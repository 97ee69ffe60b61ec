use std::fs::File;
use std::path::{Path, PathBuf};
use std::sync::Mutex;

use anyhow::{Context, Result};
use clap::Parser;
use snake_tui::game::GameConfig;
use snake_tui::session::GameSession;
use tracing_subscriber::EnvFilter;

#[derive(Parser)]
#[command(name = "snake-tui")]
#[command(version, about = "Terminal snake on a bounded grid")]
struct Cli {
    /// Grid width in cells
    #[arg(long, default_value = "20")]
    width: usize,

    /// Grid height in cells
    #[arg(long, default_value = "20")]
    height: usize,

    /// Simulation tick interval in milliseconds
    #[arg(long, default_value = "125")]
    tick_ms: u64,

    /// Snake color: a name, #rrggbb value or ANSI index
    #[arg(long, default_value = "green")]
    snake_color: String,

    /// Food color, same formats as --snake-color
    #[arg(long, default_value = "red")]
    food_color: String,

    /// Gutter between cell glyphs, as a ratio of the cell size
    #[arg(long, default_value = "1.0")]
    spacing: f32,

    /// Fixed seed for food placement (random when omitted)
    #[arg(long)]
    seed: Option<u64>,

    /// Append logs to this file; without it the session logs nothing,
    /// since the terminal itself is busy drawing the game
    #[arg(long)]
    log_file: Option<PathBuf>,
}

#[tokio::main]
async fn main() -> Result<()> {
    let cli = Cli::parse();

    if let Some(path) = &cli.log_file {
        init_logging(path)?;
    }

    let mut config = GameConfig::new(cli.width, cli.height);
    config.tick_interval_ms = cli.tick_ms;
    config.snake_color = cli.snake_color;
    config.food_color = cli.food_color;
    config.cell_spacing = cli.spacing;
    config.rng_seed = cli.seed;

    let mut session = GameSession::new(config)?;
    session.run().await
}

fn init_logging(path: &Path) -> Result<()> {
    let file = File::options()
        .create(true)
        .append(true)
        .open(path)
        .with_context(|| format!("failed to open log file {}", path.display()))?;

    tracing_subscriber::fmt()
        .with_env_filter(EnvFilter::try_from_default_env().unwrap_or_else(|_| EnvFilter::new("info")))
        .with_writer(Mutex::new(file))
        .with_ansi(false)
        .init();

    Ok(())
}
__________
Work instructions
Count the lines of the listing that contain the word "GameSession", and give only the number.

Your solution
2